» What you need to do
Go through the data line by line from the top, retyping each exactly, and end with the line that contains "format; the first".

» Source material

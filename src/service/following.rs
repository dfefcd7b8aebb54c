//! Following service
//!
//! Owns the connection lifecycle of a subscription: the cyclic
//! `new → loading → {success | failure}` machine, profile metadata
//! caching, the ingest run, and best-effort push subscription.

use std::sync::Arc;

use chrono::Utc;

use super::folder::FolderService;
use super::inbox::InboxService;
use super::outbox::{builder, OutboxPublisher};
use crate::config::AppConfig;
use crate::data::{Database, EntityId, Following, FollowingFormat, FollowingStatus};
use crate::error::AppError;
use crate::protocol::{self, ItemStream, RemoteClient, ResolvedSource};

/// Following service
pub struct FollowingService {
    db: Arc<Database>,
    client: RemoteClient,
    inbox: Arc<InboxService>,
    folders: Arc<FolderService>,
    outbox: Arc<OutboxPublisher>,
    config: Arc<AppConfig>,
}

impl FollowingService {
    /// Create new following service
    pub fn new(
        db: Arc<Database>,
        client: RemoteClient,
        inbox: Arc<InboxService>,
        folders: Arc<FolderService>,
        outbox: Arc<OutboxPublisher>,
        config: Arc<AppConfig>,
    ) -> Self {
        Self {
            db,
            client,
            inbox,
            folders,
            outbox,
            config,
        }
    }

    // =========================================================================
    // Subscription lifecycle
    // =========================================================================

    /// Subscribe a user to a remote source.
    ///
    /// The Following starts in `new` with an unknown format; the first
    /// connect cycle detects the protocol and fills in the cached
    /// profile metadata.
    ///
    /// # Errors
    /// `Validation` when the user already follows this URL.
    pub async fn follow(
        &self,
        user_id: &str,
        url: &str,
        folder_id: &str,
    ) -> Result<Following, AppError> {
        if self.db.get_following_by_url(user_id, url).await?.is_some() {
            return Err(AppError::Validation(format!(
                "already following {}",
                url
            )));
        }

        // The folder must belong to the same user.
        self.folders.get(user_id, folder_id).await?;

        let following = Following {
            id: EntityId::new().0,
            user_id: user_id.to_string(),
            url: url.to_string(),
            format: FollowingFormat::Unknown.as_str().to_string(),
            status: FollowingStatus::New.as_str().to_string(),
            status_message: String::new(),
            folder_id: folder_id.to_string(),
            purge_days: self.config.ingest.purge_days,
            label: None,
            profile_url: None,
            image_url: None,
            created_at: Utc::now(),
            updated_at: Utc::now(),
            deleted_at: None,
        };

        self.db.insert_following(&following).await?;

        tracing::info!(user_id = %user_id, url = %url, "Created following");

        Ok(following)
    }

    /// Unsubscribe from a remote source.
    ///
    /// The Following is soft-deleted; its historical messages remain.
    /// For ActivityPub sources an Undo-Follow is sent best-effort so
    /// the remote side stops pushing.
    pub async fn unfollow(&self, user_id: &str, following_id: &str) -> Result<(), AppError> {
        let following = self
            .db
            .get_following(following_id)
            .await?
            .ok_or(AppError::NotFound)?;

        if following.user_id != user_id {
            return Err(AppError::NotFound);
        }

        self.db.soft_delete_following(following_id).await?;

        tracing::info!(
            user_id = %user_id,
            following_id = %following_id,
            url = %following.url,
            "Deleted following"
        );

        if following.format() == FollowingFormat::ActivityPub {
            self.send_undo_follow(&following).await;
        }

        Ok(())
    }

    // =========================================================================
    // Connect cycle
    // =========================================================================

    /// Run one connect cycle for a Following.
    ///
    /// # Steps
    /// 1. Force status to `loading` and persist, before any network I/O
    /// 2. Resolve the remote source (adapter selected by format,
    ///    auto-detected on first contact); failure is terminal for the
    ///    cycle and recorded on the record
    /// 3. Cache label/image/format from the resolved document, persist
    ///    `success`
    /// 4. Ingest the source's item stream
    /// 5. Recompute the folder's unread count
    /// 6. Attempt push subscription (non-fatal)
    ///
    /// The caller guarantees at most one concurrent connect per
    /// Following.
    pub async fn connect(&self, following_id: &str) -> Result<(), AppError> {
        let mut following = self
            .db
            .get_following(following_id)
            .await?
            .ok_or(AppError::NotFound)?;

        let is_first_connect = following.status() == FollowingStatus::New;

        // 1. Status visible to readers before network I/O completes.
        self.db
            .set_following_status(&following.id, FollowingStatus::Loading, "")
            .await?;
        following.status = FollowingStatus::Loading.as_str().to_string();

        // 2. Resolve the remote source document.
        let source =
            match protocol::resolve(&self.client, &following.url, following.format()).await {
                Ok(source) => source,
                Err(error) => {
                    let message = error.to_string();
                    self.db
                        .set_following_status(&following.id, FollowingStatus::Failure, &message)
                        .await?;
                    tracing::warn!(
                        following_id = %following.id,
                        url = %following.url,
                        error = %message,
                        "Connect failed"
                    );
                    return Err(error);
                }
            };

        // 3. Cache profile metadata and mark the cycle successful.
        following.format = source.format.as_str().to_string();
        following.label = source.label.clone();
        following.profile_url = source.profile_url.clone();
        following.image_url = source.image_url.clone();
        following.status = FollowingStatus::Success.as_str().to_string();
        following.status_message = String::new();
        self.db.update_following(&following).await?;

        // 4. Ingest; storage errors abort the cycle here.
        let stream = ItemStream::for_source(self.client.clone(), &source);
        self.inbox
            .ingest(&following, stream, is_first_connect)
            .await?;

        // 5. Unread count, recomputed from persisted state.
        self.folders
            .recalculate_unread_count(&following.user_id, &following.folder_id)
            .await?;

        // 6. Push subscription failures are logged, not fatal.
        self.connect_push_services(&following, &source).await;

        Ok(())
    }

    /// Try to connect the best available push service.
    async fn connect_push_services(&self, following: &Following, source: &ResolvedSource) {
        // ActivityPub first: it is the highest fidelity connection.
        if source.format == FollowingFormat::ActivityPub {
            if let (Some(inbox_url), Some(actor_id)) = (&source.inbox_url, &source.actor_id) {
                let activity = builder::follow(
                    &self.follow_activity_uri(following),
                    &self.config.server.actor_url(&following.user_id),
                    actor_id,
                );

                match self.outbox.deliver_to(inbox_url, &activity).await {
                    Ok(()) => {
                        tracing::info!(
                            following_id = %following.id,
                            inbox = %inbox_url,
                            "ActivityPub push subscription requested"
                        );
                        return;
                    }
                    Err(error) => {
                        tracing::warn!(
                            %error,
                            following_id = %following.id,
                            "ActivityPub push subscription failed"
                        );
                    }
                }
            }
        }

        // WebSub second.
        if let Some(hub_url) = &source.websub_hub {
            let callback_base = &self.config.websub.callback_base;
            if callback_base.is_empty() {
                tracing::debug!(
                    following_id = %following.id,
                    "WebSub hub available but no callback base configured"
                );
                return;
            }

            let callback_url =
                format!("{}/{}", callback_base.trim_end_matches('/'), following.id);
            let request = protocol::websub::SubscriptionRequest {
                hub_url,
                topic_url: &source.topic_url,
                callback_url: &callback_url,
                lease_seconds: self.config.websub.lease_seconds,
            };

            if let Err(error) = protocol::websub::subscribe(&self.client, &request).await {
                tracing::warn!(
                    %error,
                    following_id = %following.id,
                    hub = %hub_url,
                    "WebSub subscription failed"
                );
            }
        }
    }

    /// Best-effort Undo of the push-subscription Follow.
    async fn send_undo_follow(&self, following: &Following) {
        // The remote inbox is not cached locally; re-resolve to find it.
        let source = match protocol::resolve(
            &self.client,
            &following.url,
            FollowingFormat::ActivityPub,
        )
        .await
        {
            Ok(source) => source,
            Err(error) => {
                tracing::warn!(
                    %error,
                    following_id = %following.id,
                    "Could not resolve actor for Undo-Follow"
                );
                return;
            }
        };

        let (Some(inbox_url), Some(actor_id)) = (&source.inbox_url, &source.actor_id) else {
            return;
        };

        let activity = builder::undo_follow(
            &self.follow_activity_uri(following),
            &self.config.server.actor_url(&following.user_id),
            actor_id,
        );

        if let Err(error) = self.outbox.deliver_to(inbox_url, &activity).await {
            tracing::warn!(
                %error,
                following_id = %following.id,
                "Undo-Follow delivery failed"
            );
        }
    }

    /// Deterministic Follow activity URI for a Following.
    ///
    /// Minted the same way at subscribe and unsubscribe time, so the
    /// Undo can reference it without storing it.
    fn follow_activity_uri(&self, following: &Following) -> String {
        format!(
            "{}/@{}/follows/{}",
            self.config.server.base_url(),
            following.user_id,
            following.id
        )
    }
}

» Your response
filename src/service/following.rs
repository dfefcd7b8aebb54c
//! Following service
//!
//! Owns the connection lifecycle of a subscription: the cyclic
//! `new → loading → {success | failure}` machine, profile metadata
//! caching, the ingest run, and best-effort push subscription.

use std::sync::Arc;

use chrono::Utc;

use super::folder::FolderService;
use super::inbox::InboxService;
use super::outbox::{builder, OutboxPublisher};
use crate::config::AppConfig;
use crate::data::{Database, EntityId, Following, FollowingFormat, FollowingStatus};
use crate::error::AppError;
use crate::protocol::{self, ItemStream, RemoteClient, ResolvedSource};

/// Following service
pub struct FollowingService {
    db: Arc<Database>,
    client: RemoteClient,
    inbox: Arc<InboxService>,
    folders: Arc<FolderService>,
    outbox: Arc<OutboxPublisher>,
    config: Arc<AppConfig>,
}

impl FollowingService {
    /// Create new following service
    pub fn new(
        db: Arc<Database>,
        client: RemoteClient,
        inbox: Arc<InboxService>,
        folders: Arc<FolderService>,
        outbox: Arc<OutboxPublisher>,
        config: Arc<AppConfig>,
    ) -> Self {
        Self {
            db,
            client,
            inbox,
            folders,
            outbox,
            config,
        }
    }

    // =========================================================================
    // Subscription lifecycle
    // =========================================================================

    /// Subscribe a user to a remote source.
    ///
    /// The Following starts in `new` with an unknown format; the first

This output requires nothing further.